The paper sets out public value as six types: financial, political, social, strategic, ideological and stewardship. It then proposes that value is generated by a set of mechanisms consisting of: efficiency, effectiveness, intrinsic enhancements, transparency, participation and collaboration. It is of course the latter three that combine into ‘open’ government.

The positive end of the proposition is that the researchers accept that quantitative metrics are of little benefit, and that the values, as listed, need to be declared through the appropriate production mechanisms, as listed, from the initiative concerned to the stakeholders. Again, I believe this could be done in a simpler manner through the feedback model proposed on this site.

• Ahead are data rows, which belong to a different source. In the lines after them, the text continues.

pub mod builder;
pub mod circuit_breaker;
pub mod dispatcher;
pub mod egress;
pub mod error;
pub mod permissions;
pub mod retry;

pub use builder::GatewayBuilder;
pub use circuit_breaker::{CircuitBreaker, CircuitBreakerRegistry, Permit};
pub use dispatcher::Dispatcher;
pub use egress::{EgressRegistry, EgressSink};
pub use error::GatewayError;
pub use permissions::PermissionGate;
pub use retry::{retry_with_backoff, FailureClass, RetryPolicy};
//! Session client for the metering API.
//!
//! Logs in once, resolves the caller's virtual entity and lists the metered
//! resources it owns. The token lives only in memory for the process lifetime;
//! nothing here retries.

use serde::Deserialize;
use serde_json::json;

use crate::api::transport::{ApiRequest, ApiResponse, Transport};
use crate::error::{AuthError, ProtocolError};
use crate::models::{Classifier, Credential, EntityId, ResourceMap, Token};

pub const DEFAULT_BASE_URL: &str = "https://api.glowmarkt.com/api/v0-1";
pub const DEFAULT_APPLICATION_ID: &str = "b0f1b774-a586-4f72-9edd-27ead8aa7a8d";

// ---

/// Endpoint settings, built once per run and immutable afterwards.
#[derive(Debug, Clone, PartialEq)]
pub struct ApiSettings {
    pub base_url: String,
    pub application_id: String,
}

impl Default for ApiSettings {
    fn default() -> Self {
        Self {
            base_url: DEFAULT_BASE_URL.to_string(),
            application_id: DEFAULT_APPLICATION_ID.to_string(),
        }
    }
}

#[derive(Debug, Deserialize)]
struct AuthBody {
    token: Option<String>,
}

#[derive(Debug, Deserialize)]
struct EntityBody {
    #[serde(rename = "veId")]
    ve_id: String,
}

#[derive(Debug, Deserialize)]
struct ResourcesBody {
    resources: Vec<ResourceBody>,
}

#[derive(Debug, Deserialize)]
struct ResourceBody {
    classifier: String,
    #[serde(rename = "resourceId")]
    resource_id: Option<String>,
}

pub struct SessionClient<T> {
    transport: T,
    settings: ApiSettings,
}

impl<T: Transport> SessionClient<T> {
    pub fn new(transport: T, settings: ApiSettings) -> Self {
        Self {
            transport,
            settings,
        }
    }

    pub fn settings(&self) -> &ApiSettings {
        &self.settings
    }

    pub(crate) fn transport(&self) -> &T {
        &self.transport
    }

    /// Stamp the fixed headers every call carries, plus the token when given.
    pub(crate) fn stamp(&self, request: ApiRequest, token: Option<&Token>) -> ApiRequest {
        // ---
        let request = request
            .header("Content-Type", "application/json")
            .header("applicationid", self.settings.application_id.as_str());
        match token {
            Some(token) => request.header("token", token.as_str()),
            None => request,
        }
    }

    /// `POST /auth`. A non-2xx status or a body without `token` is an [`AuthError`].
    pub async fn authenticate(&self, credential: &Credential) -> Result<Token, AuthError> {
        // ---
        let body = json!({
            "username": credential.username,
            "password": credential.password(),
        });
        let request = self.stamp(ApiRequest::post("auth", body), None);
        let response = self.transport.send(request).await?;

        if !response.is_success() {
            tracing::error!("Authentication for {} rejected: HTTP {}", credential.username, response.status);
            return Err(AuthError::Rejected {
                status: response.status,
            });
        }

        let token = serde_json::from_str::<AuthBody>(&response.body)
            .ok()
            .and_then(|b| b.token)
            .filter(|t| !t.is_empty())
            .ok_or(AuthError::MissingToken)?;

        tracing::info!("Authenticated as {}", credential.username);
        Ok(Token::new(token))
    }

    /// `GET /virtualentity`, taking the first entity listed.
    pub async fn resolve_entity(&self, token: &Token) -> Result<EntityId, ProtocolError> {
        // ---
        let path = "virtualentity";
        let response = self.get(path, token).await?;

        let entities: Vec<EntityBody> = parse_body(path, &response)?;
        let first = entities.into_iter().next().ok_or(ProtocolError::NoEntity)?;

        tracing::info!("Resolved virtual entity {}", first.ve_id);
        Ok(EntityId(first.ve_id))
    }

    /// `GET /virtualentity/{id}/resources`, keeping only allow-listed classifiers.
    pub async fn list_resources(
        &self,
        entity_id: &EntityId,
        token: &Token,
    ) -> Result<ResourceMap, ProtocolError> {
        // ---
        let path = format!("virtualentity/{}/resources", entity_id);
        let response = self.get(&path, token).await?;
        let body: ResourcesBody = parse_body(&path, &response)?;

        let mut resources = ResourceMap::new();
        for resource in body.resources {
            let Some(classifier) = Classifier::from_label(&resource.classifier) else {
                tracing::debug!("Ignoring resource with classifier {}", resource.classifier);
                continue;
            };
            let resource_id = resource.resource_id.ok_or_else(|| ProtocolError::Malformed {
                path: path.clone(),
                reason: format!("resource {} has no resourceId", classifier),
            })?;
            resources.insert(classifier, resource_id);
        }

        tracing::info!(
            "Entity {} exposes {} usable resource(s): {:?}",
            entity_id,
            resources.len(),
            resources.keys().map(Classifier::as_str).collect::<Vec<_>>()
        );
        Ok(resources)
    }

    async fn get(&self, path: &str, token: &Token) -> Result<ApiResponse, ProtocolError> {
        // ---
        let request = self.stamp(ApiRequest::get(path), Some(token));
        let response = self
            .transport
            .send(request)
            .await
            .map_err(|source| ProtocolError::Transport {
                path: path.to_string(),
                source,
            })?;

        if !response.is_success() {
            return Err(ProtocolError::Status {
                path: path.to_string(),
                status: response.status,
            });
        }
        Ok(response)
    }
}

fn parse_body<B: serde::de::DeserializeOwned>(
    path: &str,
    response: &ApiResponse,
) -> Result<B, ProtocolError> {
    serde_json::from_str(&response.body).map_err(|e| ProtocolError::Malformed {
        path: path.to_string(),
        reason: e.to_string(),
    })
}
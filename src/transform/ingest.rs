//! Sensor-log ingestion.
//!
//! The log is append-only text, one record per line:
//! `device_id, measured_at, temperature, humidity, logged_at[, battery]`.
//! Older lines have no battery column; that is recorded as `None`, never as
//! zero. Parsing aborts on the first bad line since a partial log is not
//! usable downstream.

use std::collections::HashSet;
use std::fs::File;
use std::io::Read;
use std::path::Path;

use chrono::{DateTime, NaiveDate, NaiveDateTime, Utc};

use crate::error::{Error, MalformedRecordError};
use crate::models::RawReading;

const MIN_FIELDS: usize = 5;

const NAIVE_FORMATS: [&str; 4] = [
    "%Y-%m-%dT%H:%M:%S%.f",
    "%Y-%m-%d %H:%M:%S%.f",
    "%Y-%m-%dT%H:%M",
    "%Y-%m-%d %H:%M",
];

// ---

/// Parse an ISO 8601 timestamp. Offset-less values are taken as UTC.
pub fn parse_timestamp(raw: &str) -> Option<DateTime<Utc>> {
    // ---
    let raw = raw.trim();
    if let Ok(ts) = DateTime::parse_from_rfc3339(raw) {
        return Some(ts.with_timezone(&Utc));
    }
    NAIVE_FORMATS
        .iter()
        .find_map(|fmt| NaiveDateTime::parse_from_str(raw, fmt).ok())
        .or_else(|| {
            NaiveDate::parse_from_str(raw, "%Y-%m-%d")
                .ok()
                .and_then(|d| d.and_hms_opt(0, 0, 0))
        })
        .map(|naive| naive.and_utc())
}

pub fn format_timestamp(ts: DateTime<Utc>) -> String {
    ts.format("%Y-%m-%dT%H:%M:%S").to_string()
}

/// Empty cells and `nan`/`None` placeholders are missing values.
fn parse_value(raw: &str, name: &str, line: usize) -> Result<Option<f64>, MalformedRecordError> {
    // ---
    if raw.is_empty() || raw.eq_ignore_ascii_case("none") || raw.eq_ignore_ascii_case("null") {
        return Ok(None);
    }
    match raw.parse::<f64>() {
        Ok(v) if v.is_nan() => Ok(None),
        Ok(v) => Ok(Some(v)),
        Err(_) => Err(MalformedRecordError {
            line,
            reason: format!("{} is not a number: {:?}", name, raw),
        }),
    }
}

fn parse_time_field(raw: &str, name: &str, line: usize) -> Result<DateTime<Utc>, MalformedRecordError> {
    parse_timestamp(raw).ok_or_else(|| MalformedRecordError {
        line,
        reason: format!("{} is not a timestamp: {:?}", name, raw),
    })
}

/// Parse log lines into readings, optionally keeping only `known_device_ids`.
///
/// Blank lines are skipped. Fields past the sixth are ignored.
pub fn parse_log<I, S>(
    lines: I,
    known_device_ids: Option<&HashSet<String>>,
) -> Result<Vec<RawReading>, MalformedRecordError>
where
    I: IntoIterator<Item = S>,
    S: AsRef<str>,
{
    // ---
    let text = lines
        .into_iter()
        .map(|l| l.as_ref().to_string())
        .collect::<Vec<_>>()
        .join("\n");
    read_log(text.as_bytes(), known_device_ids)
}

/// Parse a sensor log from any reader. Line numbers in errors are 1-based.
pub fn read_log<R: Read>(
    reader: R,
    known_device_ids: Option<&HashSet<String>>,
) -> Result<Vec<RawReading>, MalformedRecordError> {
    // ---
    let mut rdr = csv::ReaderBuilder::new()
        .has_headers(false)
        .flexible(true)
        .trim(csv::Trim::All)
        .from_reader(reader);

    let mut readings = Vec::new();
    let mut dropped = 0usize;

    for record in rdr.records() {
        let record = record.map_err(|e| MalformedRecordError {
            line: e.position().map_or(0, |p| p.line() as usize),
            reason: e.to_string(),
        })?;
        let line = record.position().map_or(0, |p| p.line() as usize);
        if record.iter().all(str::is_empty) {
            continue;
        }

        if record.len() < MIN_FIELDS {
            return Err(MalformedRecordError {
                line,
                reason: format!("expected at least {} fields, found {}", MIN_FIELDS, record.len()),
            });
        }

        let device_id = &record[0];
        if known_device_ids.is_some_and(|known| !known.contains(device_id)) {
            dropped += 1;
            continue;
        }

        readings.push(RawReading {
            device_id: device_id.to_string(),
            measured_at: parse_time_field(&record[1], "measured_at", line)?,
            temperature: parse_value(&record[2], "temperature", line)?,
            humidity: parse_value(&record[3], "humidity", line)?,
            logged_at: parse_time_field(&record[4], "logged_at", line)?,
            battery: match record.get(5) {
                Some(raw) => parse_value(raw, "battery", line)?,
                None => None,
            },
        });
    }

    if dropped > 0 {
        tracing::warn!("Dropped {} line(s) from unconfigured devices", dropped);
    }
    tracing::info!("Parsed {} sensor reading(s)", readings.len());
    Ok(readings)
}

/// Read and parse a sensor-log file.
pub fn load_log(path: &Path, known_device_ids: Option<&HashSet<String>>) -> Result<Vec<RawReading>, Error> {
    // ---
    Ok(read_log(File::open(path)?, known_device_ids)?)
}

#[cfg(test)]
mod tests {
    // ---
    use super::*;
    use chrono::TimeZone;

    fn known(ids: &[&str]) -> HashSet<String> {
        ids.iter().map(|s| s.to_string()).collect()
    }

    #[test]
    fn test_five_field_line_has_missing_battery() {
        // ---
        let readings =
            parse_log(["701878,2024-01-01T00:00:00,20.0,40.0,2024-01-01T00:01:00"], None).unwrap();

        assert_eq!(readings.len(), 1);
        let r = &readings[0];
        assert_eq!(r.device_id, "701878");
        assert_eq!(r.measured_at, Utc.with_ymd_and_hms(2024, 1, 1, 0, 0, 0).unwrap());
        assert_eq!(r.logged_at, Utc.with_ymd_and_hms(2024, 1, 1, 0, 1, 0).unwrap());
        assert_eq!(r.temperature, Some(20.0));
        assert_eq!(r.humidity, Some(40.0));
        assert_eq!(r.battery, None);
    }

    #[test]
    fn test_six_field_line_with_spaces() {
        // ---
        let readings = parse_log(
            ["caaeb0, 2024-01-01 00:00:00, 5.5, 80, 2024-01-01T00:01:00, 93"],
            None,
        )
        .unwrap();

        assert_eq!(readings[0].device_id, "caaeb0");
        assert_eq!(readings[0].temperature, Some(5.5));
        assert_eq!(readings[0].battery, Some(93.0));
    }

    #[test]
    fn test_zero_battery_is_not_missing() {
        // ---
        let readings = parse_log(
            ["caaeb0,2024-01-01T00:00:00,5.5,80,2024-01-01T00:01:00,0"],
            None,
        )
        .unwrap();

        assert_eq!(readings[0].battery, Some(0.0));
    }

    #[test]
    fn test_extra_trailing_fields_ignored() {
        // ---
        let readings = parse_log(
            ["caaeb0,2024-01-01T00:00:00,5.5,80,2024-01-01T00:01:00,90,junk,more"],
            None,
        )
        .unwrap();

        assert_eq!(readings.len(), 1);
        assert_eq!(readings[0].battery, Some(90.0));
    }

    #[test]
    fn test_missing_measurements() {
        // ---
        let readings = parse_log(
            ["caaeb0,2024-01-01T00:00:00,nan,,2024-01-01T00:01:00,None"],
            None,
        )
        .unwrap();

        assert_eq!(readings[0].temperature, None);
        assert_eq!(readings[0].humidity, None);
        assert_eq!(readings[0].battery, None);
    }

    #[test]
    fn test_too_few_fields_is_malformed() {
        // ---
        let err = parse_log(
            [
                "701878,2024-01-01T00:00:00,20.0,40.0,2024-01-01T00:01:00",
                "701878,2024-01-01T00:00:00,20.0",
            ],
            None,
        )
        .unwrap_err();

        assert_eq!(err.line, 2);
    }

    #[test]
    fn test_bad_timestamp_is_malformed() {
        // ---
        let err = parse_log(["701878,yesterday,20.0,40.0,2024-01-01T00:01:00"], None).unwrap_err();

        assert_eq!(err.line, 1);
        assert!(err.reason.contains("measured_at"));
    }

    #[test]
    fn test_bad_number_is_malformed() {
        // ---
        let err = parse_log(["701878,2024-01-01T00:00:00,warm,40.0,2024-01-01T00:01:00"], None)
            .unwrap_err();

        assert!(err.reason.contains("temperature"));
    }

    #[test]
    fn test_device_filter() {
        // ---
        let lines = [
            "701878,2024-01-01T00:00:00,20.0,40.0,2024-01-01T00:01:00",
            "",
            "ffffff,2024-01-01T00:00:00,20.0,40.0,2024-01-01T00:01:00",
            "caaeb0,2024-01-01T00:00:00,5.0,80.0,2024-01-01T00:01:00",
        ];

        let filtered = parse_log(lines, Some(&known(&["701878", "caaeb0"]))).unwrap();
        assert_eq!(filtered.len(), 2);
        assert!(filtered.iter().all(|r| r.device_id != "ffffff"));

        let unfiltered = parse_log(lines, None).unwrap();
        assert_eq!(unfiltered.len(), 3);
    }

    #[test]
    fn test_parse_timestamp_formats() {
        // ---
        let expected = Utc.with_ymd_and_hms(2024, 3, 5, 6, 7, 8).unwrap();

        assert_eq!(parse_timestamp("2024-03-05T06:07:08"), Some(expected));
        assert_eq!(parse_timestamp("2024-03-05 06:07:08"), Some(expected));
        assert_eq!(parse_timestamp("2024-03-05T06:07:08.000"), Some(expected));
        assert_eq!(parse_timestamp("2024-03-05T07:07:08+01:00"), Some(expected));
        assert_eq!(parse_timestamp("2024-03-05T06:07:08Z"), Some(expected));
        assert_eq!(
            parse_timestamp("2024-03-05"),
            Some(Utc.with_ymd_and_hms(2024, 3, 5, 0, 0, 0).unwrap())
        );
        assert_eq!(parse_timestamp("05/03/2024"), None);
    }

    #[test]
    fn test_whitespace_line_skipped_and_line_numbers_kept() {
        // ---
        let text = "701878,2024-01-01T00:00:00,20.0,40.0,2024-01-01T00:01:00\n   \n\n701878,oops,20.0,40.0,2024-01-01T00:01:00\n";

        let err = read_log(text.as_bytes(), None).unwrap_err();

        assert_eq!(err.line, 4);
        assert!(err.reason.contains("measured_at"));
    }

    #[test]
    fn test_load_log_from_file() {
        // ---
        let path = std::env::temp_dir().join(format!("heatflow-ingest-{}.csv", std::process::id()));
        std::fs::write(
            &path,
            "caaeb0, 2024-01-01T00:00:00, 5.0, 80.0, 2024-01-01T00:01:00\n\
             701878, 2024-01-01T00:00:00, 20.0, nan, 2024-01-01T00:01:00, 88\n",
        )
        .unwrap();

        let readings = load_log(&path, Some(&known(&["701878"]))).unwrap();
        std::fs::remove_file(&path).unwrap();

        assert_eq!(readings.len(), 1);
        assert_eq!(readings[0].humidity, None);
        assert_eq!(readings[0].battery, Some(88.0));
    }
}
//! Remote side of the pipeline: the metering API session, windowed reading
//! retrieval and the sensor cloud poll, all behind the [`Transport`] seam.

pub mod session;
pub mod shelly;
pub mod transport;
pub mod window;

#[cfg(test)]
pub(crate) mod testing;

pub use session::{ApiSettings, SessionClient};
pub use transport::{ApiRequest, ApiResponse, HttpTransport, Method, Transport};
pub use window::{partition, stitch, BoundaryPolicy, FetchOptions, WindowedFetcher};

However, as the paper recognises but politicians don’t “transparency, for example, will not be achieved through the mere downloading of data sets”, since it “must enable citizens to do something they find valuable and important”. They also point out that this applies to participation and collaboration, and that “the citizen input they generate must be represented in outcomes that are visible to stakeholders in the decisions and value produced”.

They also state in the conclusion that the “historic focus of e-government” was “improving policy performance”, whilst I would see this more of an abstract aspiration hoped for by a minority of the those absent from day-to-day service delivery, since it could only be done through the co-design of services that was and still is absent from so many e-government initiatives. They do accept that achieving their aspirations will require structural changes to government, and that the production of public value is in itself a good reason for initiating such changes. My personal view being that the structures are frequently underpinned by complex and historic foundations, whose replacement will require patience and understanding not often available to politicians.